* _EXERCISE DETAILS_
Please retype the whole listing so that it matches the original exactly.
------------------------
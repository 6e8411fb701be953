//! Reads the server-rendered page and mounts the component islands.
use crate::components::{
    CartCounterIsland, CheckoutIsland, CommentsIsland, ProductIsland, StarRatingIsland, ToastHost,
};
use crate::dom::{dataset, document, js_error_message, query_all, query_document};
use crate::{cart_panel, config, page, runtime, widgets};
use kalyzo_storefront::{ImageRef, SelectorState, UiAction, Variant, VariantId};
use wasm_bindgen::prelude::*;
use web_sys::Element;
use yew::BaseComponent;

fn island_selector(name: &str) -> String {
    format!("[data-island=\"{name}\"]")
}

fn island(name: &str) -> Option<Element> {
    query_document(&island_selector(name)).into_iter().next()
}

/// Island host, appended to `<body>` when the page does not provide one.
fn island_or_create(name: &str) -> Result<Element, JsValue> {
    if let Some(host) = island(name) {
        return Ok(host);
    }
    let doc = document()?;
    let host = doc.create_element("div")?;
    host.set_attribute("data-island", name)?;
    doc.body()
        .ok_or_else(|| JsValue::from_str("`body` unavailable"))?
        .append_child(&host)?;
    Ok(host)
}

fn read_variants(host: &Element) -> Vec<Variant> {
    query_all(host, "[data-variant-id]")
        .iter()
        .filter_map(|el| match Variant::from_data_attrs(&dataset(el)) {
            Ok(variant) => Some(variant),
            Err(err) => {
                log::warn!("skipping variant markup: {err}");
                None
            }
        })
        .collect()
}

fn read_gallery(host: &Element) -> Vec<ImageRef> {
    query_all(host, "img[data-thumbnail]")
        .iter()
        .filter_map(|img| {
            let url = img
                .get_attribute("data-thumbnail")
                .filter(|url| !url.is_empty())
                .or_else(|| img.get_attribute("src"))?;
            Some(ImageRef {
                url,
                alt: img.get_attribute("alt").unwrap_or_default(),
            })
        })
        .collect()
}

/// Selector state captured from the product host, or an empty selector on
/// pages without one.
fn read_selector(host: Option<&Element>) -> SelectorState {
    let cap = config::storefront().max_quantity;
    let Some(host) = host else {
        return SelectorState::new(Vec::new(), Vec::new(), None, cap);
    };
    let initial = host
        .get_attribute("data-selected")
        .and_then(|raw| raw.parse::<VariantId>().ok());
    SelectorState::new(read_variants(host), read_gallery(host), initial, cap)
}

fn mount<C>(host: Element)
where
    C: BaseComponent<Properties = ()>,
{
    host.set_inner_html("");
    yew::Renderer::<C>::with_root(host).render();
}

/// Render `C` into a fresh child of `host`, leaving the server-rendered
/// content in place.
fn mount_appended<C>(host: &Element) -> Result<(), JsValue>
where
    C: BaseComponent<Properties = ()>,
{
    let slot = document()?.create_element("div")?;
    host.append_child(&slot)?;
    yew::Renderer::<C>::with_root(slot).render();
    Ok(())
}

/// Paginate the `.comment-item` children already rendered inside `host`.
///
/// # Errors
/// Returns an error if the pager slot cannot be created.
pub fn mount_comments(host: &Element) -> Result<(), JsValue> {
    mount_appended::<CommentsIsland>(host)
}

/// Mount every island present on the page and hydrate the cart counter.
///
/// # Errors
/// Returns an error if the document or body is unavailable.
pub fn mount_page() -> Result<(), JsValue> {
    let product_host = island("product");
    runtime::install(read_selector(product_host.as_ref()));

    mount::<ToastHost>(island_or_create("toasts")?);
    mount::<CheckoutIsland>(island_or_create("checkout")?);
    if let Some(host) = island("cart-counter") {
        mount::<CartCounterIsland>(host);
    }
    if let Some(host) = product_host {
        mount::<ProductIsland>(host);
    }
    for host in query_document(&island_selector("rating")) {
        mount::<StarRatingIsland>(host);
    }
    if let Some(host) = island("comments") {
        mount_comments(&host)?;
    }

    cart_panel::bind()?;
    widgets::bind();

    runtime::dispatch(UiAction::HydrateCounter {
        reopen_cart_panel: page::panel_flag_present(),
    });
    Ok(())
}

/// Log mount failures instead of panicking during start-up.
pub fn start() {
    if let Err(err) = mount_page() {
        log::error!("storefront mount failed: {}", js_error_message(&err));
        crate::dom::console_error("Kalyzo storefront could not start");
    }
}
------------------------
* _OUTPUT_
repository 6e8411fb701be953
//! Reads the server-rendered page and mounts the component islands.
use crate::components::{
    CartCounterIsland, CheckoutIsland, CommentsIsland, ProductIsland, StarRatingIsland, ToastHost,
};
use crate::dom::{dataset, document, js_error_message, query_all, query_document};
use crate::{cart_panel, config, page, runtime, widgets};
use kalyzo_storefront::{ImageRef, SelectorState, UiAction, Variant, VariantId};
use wasm_bindgen::prelude::*;
use web_sys::Element;
use yew::BaseComponent;

fn island_selector(name: &str) -> String {
    format!("[data-island=\"{name}\"]")
}

fn island(name: &str) -> Option<Element> {
    query_document(&island_selector(name)).into_iter().next()
}

/// Island host, appended to `<body>` when the page does not provide one.
fn island_or_create(name: &str) -> Result<Element, JsValue> {
    if let Some(host) = island(name) {
        return Ok(host);
    }
    let doc = document()?;
    let host = doc.create_element("div")?;
    host.set_attribute("data-island", name)?;
    doc.body()
        .ok_or_else(|| JsValue::from_str("`body` unavailable"))?
        .append_child(&host)?;
    Ok(host)
}

fn read_variants(host: &Element) -> Vec<Variant> {
    query_all(host, "[data-variant-id]")
        .iter()
        .filter_map(|el| match Variant::from_data_attrs(&dataset(el)) {
            Ok(variant) => Some(variant),
            Err(err) => {
                log::warn!("skipping variant markup: {err}");
                None
            }
        })
        .collect()
}

fn read_gallery(host: &Element) -> Vec<ImageRef> {
    query_all(host, "img[data-thumbnail]")
        .iter()
        .filter_map(|img| {
            let url = img
                .get_attribute("data-thumbnail")
                .filter(|url| !url.is_empty())
                .or_else(|| img.get_attribute("src"))?;
            Some(ImageRef {
                url,
                alt: img.get_attribute("alt").unwrap_or_default(),
            })
        })
        .collect()
}

/// Selector state captured from the product host, or an empty selector on
/// pages without one.
fn read_selector(host: Option<&Element>) -> SelectorState {
    let cap = config::storefront().max_quantity;
    let Some(host) = host else {
        return SelectorState::new(Vec::new(), Vec::new(), None, cap);
    };
    let initial = host
        .get_attribute("data-selected")
        .and_then(|raw| raw.parse::<VariantId>().ok());
    SelectorState::new(read_variants(host), read_gallery(host), initial, cap)
}

fn mount<C>(host: Element)
where
    C: BaseComponent<Properties = ()>,
{
    host.set_inner_html("");
    yew::Renderer::<C>::with_root(host).render();
}

/// Render `C` into a fresh child of `host`, leaving the server-rendered
/// content in place.
fn mount_appended<C>(host: &Element) -> Result<(), JsValue>
where
    C: BaseComponent<Properties = ()>,
{
    let slot = document()?.create_element("div")?;
    host.append_child(&slot)?;
    yew::Renderer::<C>::with_root(slot).render();
    Ok(())
}

/// Paginate the `.comment-item` children already rendered inside `host`.
///
/// # Errors
/// Returns an error if the pager slot cannot be created.
pub fn mount_comments(host: &Element) -> Result<(), JsValue> {
    mount_appended::<CommentsIsland>(host)
}

/// Mount every island present on the page and hydrate the cart counter.
///
/// # Errors
/// Returns an error if the document or body is unavailable.
pub fn mount_page() -> Result<(), JsValue> {
    let product_host = island("product");
    runtime::install(read_selector(product_host.as_ref()));

    mount::<ToastHost>(island_or_create("toasts")?);
    mount::<CheckoutIsland>(island_or_create("checkout")?);
    if let Some(host) = island("cart-counter") {
        mount::<CartCounterIsland>(host);
    }
    if let Some(host) = product_host {
        mount::<ProductIsland>(host);
    }
    for host in query_document(&island_selector("rating")) {
        mount::<StarRatingIsland>(host);
    }
    if let Some(host) = island("comments") {
        mount_comments(&host)?;
    }

    cart_panel::bind()?;
    widgets::bind();

    runtime::dispatch(UiAction::HydrateCounter {
        reopen_cart_panel: page::panel_flag_present(),
    });
    Ok(())
}

/// Log mount failures instead of panicking during start-up.
pub fn start() {
    if let Err(err) = mount_page() {
        log::error!("storefront mount failed: {}", js_error_message(&err));
        crate::dom::console_error("Kalyzo storefront could not start");
    }
}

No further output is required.